» Task statement:
Of all the lines in the records below, copy only those that contain the string "Ordering".
[Source information — start]
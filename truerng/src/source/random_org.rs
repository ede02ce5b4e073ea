use std::{
    sync::atomic::{AtomicU64, Ordering},
    time::Duration,
};

use serde::{Deserialize, Serialize};

use super::{ApiKey, FetchResult, PendingFetch, RandomSource, SourceError};

pub const ENDPOINT: &str = "https://api.random.org/json-rpc/4/invoke";

const REQUEST_TIMEOUT: Duration = Duration::from_secs(30);

#[derive(Debug, Serialize)]
struct RpcRequest<'a> {
    jsonrpc: &'static str,
    method: &'static str,
    params: DecimalFractionParams<'a>,
    id: u64,
}

#[derive(Debug, Serialize)]
#[serde(rename_all = "camelCase")]
struct DecimalFractionParams<'a> {
    api_key: &'a str,
    n: usize,
    decimal_places: u32,
    replacement: bool,
}

#[derive(Debug, Deserialize)]
struct RpcResponse {
    result: Option<RpcResult>,
    error: Option<RpcError>,
}

#[derive(Debug, Deserialize)]
#[serde(rename_all = "camelCase")]
struct RpcResult {
    random: RandomData,
    #[serde(default)]
    requests_left: Option<i64>,
    #[serde(default)]
    bits_left: Option<i64>,
}

#[derive(Debug, Deserialize)]
struct RandomData {
    data: Vec<f64>,
}

#[derive(Debug, Deserialize)]
struct RpcError {
    code: i64,
    message: String,
}

pub struct RandomOrgSource {
    api_key: ApiKey,
    endpoint: String,
    client: reqwest::blocking::Client,
    next_id: AtomicU64,
}

impl RandomOrgSource {
    pub fn new(api_key: ApiKey) -> Result<Self, SourceError> {
        Self::with_endpoint(api_key, ENDPOINT)
    }

    pub fn with_endpoint(api_key: ApiKey, endpoint: impl Into<String>) -> Result<Self, SourceError> {
        let client = reqwest::blocking::Client::builder()
            .user_agent(concat!("truerng/", env!("CARGO_PKG_VERSION")))
            .timeout(REQUEST_TIMEOUT)
            .build()?;
        Ok(Self {
            api_key,
            endpoint: endpoint.into(),
            client,
            next_id: AtomicU64::new(1),
        })
    }

    fn request_body(&self, count: usize, decimal_places: u32) -> Result<String, SourceError> {
        let request = RpcRequest {
            jsonrpc: "2.0",
            method: "generateDecimalFractions",
            params: DecimalFractionParams {
                api_key: self.api_key.as_str(),
                n: count,
                decimal_places,
                replacement: true,
            },
            id: self.next_id.fetch_add(1, Ordering::Relaxed),
        };
        serde_json::to_string(&request).map_err(|e| SourceError::Malformed(e.to_string()))
    }
}

impl RandomSource for RandomOrgSource {
    fn has_credential(&self) -> bool {
        self.api_key.is_usable()
    }

    fn fetch(&self, count: usize, decimal_places: u32) -> PendingFetch {
        if !self.has_credential() {
            return PendingFetch::ready(count, Err(SourceError::MissingCredential));
        }
        let body = match self.request_body(count, decimal_places) {
            Ok(body) => body,
            Err(e) => return PendingFetch::ready(count, Err(e)),
        };
        let client = self.client.clone();
        let endpoint = self.endpoint.clone();
        log::debug!("Requesting {count} decimals from {endpoint}");

        PendingFetch::spawn(count, move || {
            let response = client
                .post(&endpoint)
                .header(reqwest::header::CONTENT_TYPE, "application/json")
                .body(body)
                .send()?
                .error_for_status()?;
            let text = response.text()?;
            parse_response(&text)
        })
    }
}

/// Decodes a JSON-RPC response body into the returned decimals.
pub fn parse_response(body: &str) -> FetchResult {
    let response: RpcResponse =
        serde_json::from_str(body).map_err(|e| SourceError::Malformed(e.to_string()))?;

    if let Some(error) = response.error {
        return Err(SourceError::Service {
            code: error.code,
            message: error.message,
        });
    }

    let Some(result) = response.result else {
        return Err(SourceError::Malformed(
            "response has neither result nor error".to_string(),
        ));
    };

    if let (Some(requests), Some(bits)) = (result.requests_left, result.bits_left) {
        log::debug!("random.org quota: {requests} requests, {bits} bits left");
    }

    Ok(result.random.data)
}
[Source information — finish]
» Answer to the exercise:
    sync::atomic::{AtomicU64, Ordering},
            id: self.next_id.fetch_add(1, Ordering::Relaxed),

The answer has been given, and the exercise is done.